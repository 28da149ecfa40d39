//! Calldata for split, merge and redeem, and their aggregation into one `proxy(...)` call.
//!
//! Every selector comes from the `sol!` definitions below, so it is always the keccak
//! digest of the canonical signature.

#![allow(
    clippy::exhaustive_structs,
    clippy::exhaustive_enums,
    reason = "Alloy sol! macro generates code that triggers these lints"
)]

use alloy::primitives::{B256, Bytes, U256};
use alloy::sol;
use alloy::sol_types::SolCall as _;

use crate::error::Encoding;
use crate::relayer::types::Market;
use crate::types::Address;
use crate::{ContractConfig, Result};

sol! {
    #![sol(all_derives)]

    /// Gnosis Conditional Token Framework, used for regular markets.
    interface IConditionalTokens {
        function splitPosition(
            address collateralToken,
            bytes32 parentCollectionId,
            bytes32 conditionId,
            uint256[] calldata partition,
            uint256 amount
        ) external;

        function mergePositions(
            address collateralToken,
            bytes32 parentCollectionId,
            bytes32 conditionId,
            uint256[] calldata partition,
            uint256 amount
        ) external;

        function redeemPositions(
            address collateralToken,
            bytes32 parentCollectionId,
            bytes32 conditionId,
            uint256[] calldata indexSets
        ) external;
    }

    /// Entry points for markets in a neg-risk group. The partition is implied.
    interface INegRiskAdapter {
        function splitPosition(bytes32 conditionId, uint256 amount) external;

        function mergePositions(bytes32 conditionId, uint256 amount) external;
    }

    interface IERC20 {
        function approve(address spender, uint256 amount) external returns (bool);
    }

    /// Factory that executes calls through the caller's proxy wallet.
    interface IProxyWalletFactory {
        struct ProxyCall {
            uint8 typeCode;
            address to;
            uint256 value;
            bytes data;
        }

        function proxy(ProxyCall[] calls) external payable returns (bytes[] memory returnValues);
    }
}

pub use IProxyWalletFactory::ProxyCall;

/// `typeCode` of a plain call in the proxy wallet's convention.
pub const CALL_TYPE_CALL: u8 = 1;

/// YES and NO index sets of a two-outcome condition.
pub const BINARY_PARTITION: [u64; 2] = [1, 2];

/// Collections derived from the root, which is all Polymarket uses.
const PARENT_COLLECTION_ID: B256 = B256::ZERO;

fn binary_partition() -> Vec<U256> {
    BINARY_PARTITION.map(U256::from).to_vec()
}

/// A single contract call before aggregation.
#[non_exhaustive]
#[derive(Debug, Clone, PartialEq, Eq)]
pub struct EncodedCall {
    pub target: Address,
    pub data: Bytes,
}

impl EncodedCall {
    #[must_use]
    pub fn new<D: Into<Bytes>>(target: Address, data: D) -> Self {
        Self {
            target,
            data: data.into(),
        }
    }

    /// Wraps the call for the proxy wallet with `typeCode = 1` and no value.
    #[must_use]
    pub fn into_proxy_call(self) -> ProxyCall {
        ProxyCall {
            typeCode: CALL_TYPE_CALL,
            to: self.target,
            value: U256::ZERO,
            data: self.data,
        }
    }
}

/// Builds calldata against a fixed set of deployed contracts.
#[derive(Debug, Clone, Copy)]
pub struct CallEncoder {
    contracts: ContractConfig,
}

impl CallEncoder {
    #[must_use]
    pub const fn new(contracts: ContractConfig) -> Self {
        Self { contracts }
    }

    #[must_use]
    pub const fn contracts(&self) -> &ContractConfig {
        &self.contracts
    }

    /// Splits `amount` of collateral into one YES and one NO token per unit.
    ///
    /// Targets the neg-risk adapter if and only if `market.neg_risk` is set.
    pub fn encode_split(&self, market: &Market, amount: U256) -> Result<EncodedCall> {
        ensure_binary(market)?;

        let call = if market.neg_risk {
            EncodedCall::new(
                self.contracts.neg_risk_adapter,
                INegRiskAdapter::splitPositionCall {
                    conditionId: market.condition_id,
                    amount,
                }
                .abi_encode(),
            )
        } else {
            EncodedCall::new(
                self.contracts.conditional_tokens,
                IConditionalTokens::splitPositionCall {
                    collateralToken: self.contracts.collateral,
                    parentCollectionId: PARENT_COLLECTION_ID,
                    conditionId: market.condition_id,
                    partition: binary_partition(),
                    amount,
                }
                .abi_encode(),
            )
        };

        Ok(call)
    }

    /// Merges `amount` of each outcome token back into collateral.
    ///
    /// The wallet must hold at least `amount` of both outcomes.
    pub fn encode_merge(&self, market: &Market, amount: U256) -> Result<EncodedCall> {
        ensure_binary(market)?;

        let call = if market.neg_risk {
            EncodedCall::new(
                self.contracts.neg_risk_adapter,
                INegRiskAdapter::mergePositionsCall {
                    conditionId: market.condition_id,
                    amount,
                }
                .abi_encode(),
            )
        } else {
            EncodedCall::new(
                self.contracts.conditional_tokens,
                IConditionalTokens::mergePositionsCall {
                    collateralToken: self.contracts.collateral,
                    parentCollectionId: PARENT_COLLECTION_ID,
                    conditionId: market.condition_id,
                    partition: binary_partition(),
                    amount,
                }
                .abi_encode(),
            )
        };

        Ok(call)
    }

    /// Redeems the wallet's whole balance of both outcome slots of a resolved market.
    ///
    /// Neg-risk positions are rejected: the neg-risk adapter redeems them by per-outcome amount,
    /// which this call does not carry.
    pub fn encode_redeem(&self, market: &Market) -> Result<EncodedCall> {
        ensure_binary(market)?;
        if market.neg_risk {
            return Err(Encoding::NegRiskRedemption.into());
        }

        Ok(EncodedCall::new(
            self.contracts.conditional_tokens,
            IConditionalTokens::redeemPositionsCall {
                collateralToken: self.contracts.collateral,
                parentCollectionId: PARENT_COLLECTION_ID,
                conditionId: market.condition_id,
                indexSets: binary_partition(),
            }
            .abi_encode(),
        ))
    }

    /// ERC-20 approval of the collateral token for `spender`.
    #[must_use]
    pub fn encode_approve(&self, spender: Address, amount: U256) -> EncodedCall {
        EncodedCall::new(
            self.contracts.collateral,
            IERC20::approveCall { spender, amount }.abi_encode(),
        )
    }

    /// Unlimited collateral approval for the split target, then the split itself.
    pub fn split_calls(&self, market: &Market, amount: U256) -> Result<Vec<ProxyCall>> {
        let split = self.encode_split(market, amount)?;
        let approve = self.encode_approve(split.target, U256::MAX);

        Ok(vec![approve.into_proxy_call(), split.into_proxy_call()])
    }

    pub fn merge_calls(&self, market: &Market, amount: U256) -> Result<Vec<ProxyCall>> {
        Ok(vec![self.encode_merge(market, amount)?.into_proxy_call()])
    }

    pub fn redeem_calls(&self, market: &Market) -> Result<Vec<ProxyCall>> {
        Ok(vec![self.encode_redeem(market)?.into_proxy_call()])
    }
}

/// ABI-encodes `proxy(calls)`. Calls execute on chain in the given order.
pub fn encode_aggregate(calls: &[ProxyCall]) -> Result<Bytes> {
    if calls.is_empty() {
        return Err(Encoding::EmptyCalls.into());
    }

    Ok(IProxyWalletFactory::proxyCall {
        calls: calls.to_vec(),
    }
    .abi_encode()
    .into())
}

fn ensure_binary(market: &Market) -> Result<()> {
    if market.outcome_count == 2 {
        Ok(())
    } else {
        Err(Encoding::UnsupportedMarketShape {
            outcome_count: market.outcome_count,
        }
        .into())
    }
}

= = = =

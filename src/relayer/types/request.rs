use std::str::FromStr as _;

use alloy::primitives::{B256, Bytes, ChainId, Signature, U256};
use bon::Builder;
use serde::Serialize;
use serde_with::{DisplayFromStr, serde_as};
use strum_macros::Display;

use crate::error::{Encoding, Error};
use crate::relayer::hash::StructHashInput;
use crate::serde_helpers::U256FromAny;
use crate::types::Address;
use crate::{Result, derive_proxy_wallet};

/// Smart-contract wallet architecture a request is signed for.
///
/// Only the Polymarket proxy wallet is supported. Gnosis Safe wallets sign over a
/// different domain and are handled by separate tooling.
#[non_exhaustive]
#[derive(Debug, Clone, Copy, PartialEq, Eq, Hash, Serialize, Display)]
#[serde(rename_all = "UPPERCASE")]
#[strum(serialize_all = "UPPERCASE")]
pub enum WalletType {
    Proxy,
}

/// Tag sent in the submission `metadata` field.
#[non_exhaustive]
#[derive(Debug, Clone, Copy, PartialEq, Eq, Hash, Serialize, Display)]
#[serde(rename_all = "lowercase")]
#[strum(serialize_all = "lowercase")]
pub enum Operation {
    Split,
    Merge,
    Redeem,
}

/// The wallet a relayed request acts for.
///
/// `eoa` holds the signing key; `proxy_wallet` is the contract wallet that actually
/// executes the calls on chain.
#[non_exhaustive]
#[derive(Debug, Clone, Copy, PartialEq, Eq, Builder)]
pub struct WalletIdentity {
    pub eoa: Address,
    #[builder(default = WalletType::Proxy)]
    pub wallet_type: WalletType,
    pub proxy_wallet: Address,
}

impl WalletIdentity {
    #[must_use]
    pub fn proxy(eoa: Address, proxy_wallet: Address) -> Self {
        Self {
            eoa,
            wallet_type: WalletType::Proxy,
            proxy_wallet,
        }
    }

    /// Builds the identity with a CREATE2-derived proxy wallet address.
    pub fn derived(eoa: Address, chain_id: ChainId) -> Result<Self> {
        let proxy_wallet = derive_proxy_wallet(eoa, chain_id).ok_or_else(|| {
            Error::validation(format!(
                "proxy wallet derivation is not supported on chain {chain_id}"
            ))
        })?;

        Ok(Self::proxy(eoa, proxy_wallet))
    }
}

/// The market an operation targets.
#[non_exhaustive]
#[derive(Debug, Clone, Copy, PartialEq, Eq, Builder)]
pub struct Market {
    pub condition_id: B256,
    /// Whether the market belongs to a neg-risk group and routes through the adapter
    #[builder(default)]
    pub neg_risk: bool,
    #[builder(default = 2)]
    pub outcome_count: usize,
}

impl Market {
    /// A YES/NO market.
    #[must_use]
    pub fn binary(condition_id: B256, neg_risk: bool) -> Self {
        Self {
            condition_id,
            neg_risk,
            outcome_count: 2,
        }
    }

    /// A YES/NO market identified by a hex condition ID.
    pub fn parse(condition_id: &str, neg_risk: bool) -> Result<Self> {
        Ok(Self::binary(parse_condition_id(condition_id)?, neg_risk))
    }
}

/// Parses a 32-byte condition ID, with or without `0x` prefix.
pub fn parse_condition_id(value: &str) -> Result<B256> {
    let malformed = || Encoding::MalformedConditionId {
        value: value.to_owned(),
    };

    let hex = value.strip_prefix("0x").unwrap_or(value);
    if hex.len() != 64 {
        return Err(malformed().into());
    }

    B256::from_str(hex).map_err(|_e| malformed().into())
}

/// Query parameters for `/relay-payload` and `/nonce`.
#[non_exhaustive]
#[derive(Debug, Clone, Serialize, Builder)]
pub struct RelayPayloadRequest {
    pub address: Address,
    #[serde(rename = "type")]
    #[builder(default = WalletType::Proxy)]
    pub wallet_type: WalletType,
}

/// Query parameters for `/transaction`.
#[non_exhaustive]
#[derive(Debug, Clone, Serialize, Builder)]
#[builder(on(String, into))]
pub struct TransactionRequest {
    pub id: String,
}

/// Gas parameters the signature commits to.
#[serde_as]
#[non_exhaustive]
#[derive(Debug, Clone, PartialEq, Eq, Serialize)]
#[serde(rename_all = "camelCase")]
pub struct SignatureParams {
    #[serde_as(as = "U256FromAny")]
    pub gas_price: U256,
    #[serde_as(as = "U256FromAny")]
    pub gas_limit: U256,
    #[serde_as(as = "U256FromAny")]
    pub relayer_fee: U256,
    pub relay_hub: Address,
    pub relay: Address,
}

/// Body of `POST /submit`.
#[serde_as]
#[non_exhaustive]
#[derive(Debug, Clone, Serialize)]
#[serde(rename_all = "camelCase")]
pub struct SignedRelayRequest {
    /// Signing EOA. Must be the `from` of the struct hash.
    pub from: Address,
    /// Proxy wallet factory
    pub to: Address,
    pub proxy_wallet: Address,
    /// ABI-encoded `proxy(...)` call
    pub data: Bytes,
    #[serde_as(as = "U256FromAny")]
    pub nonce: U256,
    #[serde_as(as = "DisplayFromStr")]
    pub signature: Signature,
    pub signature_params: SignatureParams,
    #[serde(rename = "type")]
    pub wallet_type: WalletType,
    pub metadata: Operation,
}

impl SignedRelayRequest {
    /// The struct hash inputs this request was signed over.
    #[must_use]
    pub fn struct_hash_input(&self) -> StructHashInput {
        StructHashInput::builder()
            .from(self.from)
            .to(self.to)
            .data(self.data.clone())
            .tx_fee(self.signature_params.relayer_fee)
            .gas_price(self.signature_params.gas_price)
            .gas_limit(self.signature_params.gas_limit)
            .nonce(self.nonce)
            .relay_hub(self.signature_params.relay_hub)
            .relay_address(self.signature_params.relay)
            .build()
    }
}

= = = =

If a line in the records contains the word "both", copy it.

## Result
    /// The wallet must hold at least `amount` of both outcomes.
    /// Redeems the wallet's whole balance of both outcome slots of a resolved market.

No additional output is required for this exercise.